Data is uploaded to Predixion Insight from PowerPivot (which means you can pull data from any data source supported by PowerPivot) and from Composite Software (allowing all sorts of other data sources to be brought in). Once the models are built they are returned to PowerPivot and can then be shared through SharePoint etc. Predixion Insight also has an API so, in fact, you could upload data from Composite or other data sources into the cloud and then create models before accessing the results using another API.
They work hard to reduce complexity and the product shows as a pair of ribbons in Excel. One aimed at basic users, allows you to analyze key influences, detect categories etc in a very simple way. The other walks through the standard predictive model creation process.
Obviously the first advantage is that of being delivered through SaaS – no need to procure and configure machines etc.

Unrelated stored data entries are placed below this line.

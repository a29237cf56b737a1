//! Error types for the Turnstile service.

use thiserror::Error;

/// Main error type for Turnstile operations.
#[derive(Error, Debug)]
pub enum TurnstileError {
    /// Service configuration errors
    #[error("Configuration error: {0}")]
    Config(String),

    /// gRPC server errors
    #[error("gRPC error: {0}")]
    Grpc(#[from] tonic::transport::Error),

    /// I/O errors
    #[error("I/O error: {0}")]
    Io(#[from] std::io::Error),
}

/// Result type alias for Turnstile operations.
pub type Result<T> = std::result::Result<T, TurnstileError>;
//! gRPC server implementation.

use std::net::SocketAddr;
use std::sync::Arc;
use tonic::transport::Server;
use tracing::{error, info};

use super::proto::turnstile::admission::v1::admission_service_server::AdmissionServiceServer;
use super::service::AdmissionServiceImpl;
use crate::error::{Result, TurnstileError};
use crate::ratelimit::{RateLimiterDescriptor, RateLimiters};

/// gRPC server for the admission service.
pub struct GrpcServer<D: RateLimiterDescriptor> {
    /// Address to bind to
    addr: SocketAddr,
    /// The rate limiter registry
    rate_limiters: Arc<RateLimiters<D>>,
}

impl<D: RateLimiterDescriptor> GrpcServer<D> {
    /// Create a new gRPC server over a rate limiter registry.
    pub fn new(addr: SocketAddr, rate_limiters: Arc<RateLimiters<D>>) -> Self {
        Self {
            addr,
            rate_limiters,
        }
    }

    /// Start the gRPC server with graceful shutdown.
    ///
    /// The server will shut down when the provided signal resolves.
    pub async fn serve_with_shutdown<F>(self, signal: F) -> Result<()>
    where
        F: std::future::Future<Output = ()> + Send,
    {
        let service = AdmissionServiceImpl::new(self.rate_limiters);

        info!(
            addr = %self.addr,
            "Starting gRPC server for AdmissionService"
        );

        Server::builder()
            .add_service(AdmissionServiceServer::new(service))
            .serve_with_shutdown(self.addr, signal)
            .await
            .map_err(|e| {
                error!(error = %e, "gRPC server failed");
                TurnstileError::Grpc(e)
            })
    }
}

The interface is also very wizard-based, walking users through the process (holding out data for testing, selecting columns in Excel etc). It takes advantage of the cloud by running this asynchronously of course, allowing long running tasks to be left running while users do something else. Like anyone using automation in creating models they are working on ways to avoid over-fitting or to easily apply multiple techniques, though some of this is not available in version 1.

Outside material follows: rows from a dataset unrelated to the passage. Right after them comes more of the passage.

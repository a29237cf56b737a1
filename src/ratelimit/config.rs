//! Quota parameters for a single rate limiter.

use serde::{Deserialize, Serialize};
use std::time::Duration;

use super::error::ConfigurationError;

/// Bucket capacity and refill cadence for a rate limiter.
///
/// A bucket holds at most `bucket_size` permits and regains one permit every
/// `permit_regeneration_interval`. Values built with [`RateLimiterConfig::new`]
/// are not checked; startup runs [`RateLimiterConfig::validate`] over every
/// config it will enforce. Deserialized values are always valid.
#[derive(Debug, Clone, Copy, PartialEq, Eq, Hash, Serialize, Deserialize)]
#[serde(try_from = "RawRateLimiterConfig")]
pub struct RateLimiterConfig {
    bucket_size: u64,
    #[serde(serialize_with = "humantime_serde::serialize")]
    permit_regeneration_interval: Duration,
}

impl RateLimiterConfig {
    /// Create a config. Usable in `const` descriptor tables.
    pub const fn new(bucket_size: u64, permit_regeneration_interval: Duration) -> Self {
        Self {
            bucket_size,
            permit_regeneration_interval,
        }
    }

    /// Create a config, rejecting non-positive values.
    pub fn try_new(
        bucket_size: u64,
        permit_regeneration_interval: Duration,
    ) -> Result<Self, ConfigurationError> {
        let config = Self::new(bucket_size, permit_regeneration_interval);
        config.validate()?;
        Ok(config)
    }

    /// Maximum permits the bucket holds.
    pub fn bucket_size(&self) -> u64 {
        self.bucket_size
    }

    /// Time to regenerate a single permit.
    pub fn permit_regeneration_interval(&self) -> Duration {
        self.permit_regeneration_interval
    }

    /// Time for an empty bucket to refill completely.
    ///
    /// Saturates at `u64::MAX` microseconds.
    pub fn refill_horizon(&self) -> Duration {
        let micros =
            u128::from(self.bucket_size).saturating_mul(self.permit_regeneration_interval.as_micros());
        Duration::from_micros(u64::try_from(micros).unwrap_or(u64::MAX))
    }

    /// Check that both fields are strictly positive.
    ///
    /// Buckets are evaluated with microsecond resolution, so an interval
    /// shorter than one microsecond counts as zero.
    pub fn validate(&self) -> Result<(), ConfigurationError> {
        if self.bucket_size == 0 {
            return Err(ConfigurationError::InvalidConfig(
                "bucket_size must be greater than zero".to_string(),
            ));
        }
        if self.permit_regeneration_interval.as_micros() == 0 {
            return Err(ConfigurationError::InvalidConfig(format!(
                "permit_regeneration_interval must be at least 1µs, got {:?}",
                self.permit_regeneration_interval
            )));
        }
        Ok(())
    }
}

/// Unchecked wire form, validated on the way in.
#[derive(Deserialize)]
struct RawRateLimiterConfig {
    bucket_size: u64,
    #[serde(with = "humantime_serde")]
    permit_regeneration_interval: Duration,
}

impl TryFrom<RawRateLimiterConfig> for RateLimiterConfig {
    type Error = ConfigurationError;

    fn try_from(raw: RawRateLimiterConfig) -> Result<Self, Self::Error> {
        Self::try_new(raw.bucket_size, raw.permit_regeneration_interval)
    }
}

Visual Macros can be created as part of the process. This creates a readable report which, when selected, can be re-run easily in Excel like a Macro. These can support parameters etc for flexibility and these can be linked into Excel as usual, allowing you to drive the macro parameters from calculations or data in Excel if you wanted.
Once you have built the model you can bring in new data and score it as you would expect, using Excel and PowerPivot features as you go. Today the API is also batch oriented but they have plans for a more interactive scoring engine. Once scored, of course, the data is in Excel and so reporting and slicing/dicing using the score in conjunction with the rest of the data is easy. Reports like “key influencers” can be generated to see how the model did what it did. Additional tools can do things like derive useful bins for continuous variables and apply them to a PowerPivot for further analysis etc. All of the end results are accessible through SharePoint and allow the use of PowerPivot against this data.
A lot of what the product does is an extension or further refinement of the PowerPivot/Analysis Services capability in Microsoft’s core product. Indeed the ability of PowerPivot to use Excel against granular, transaction-level data (instead of manipulating summary data which is what most Excel users do today) is critical. As well as work on an interactive API they are developing support for bringing in PMML models.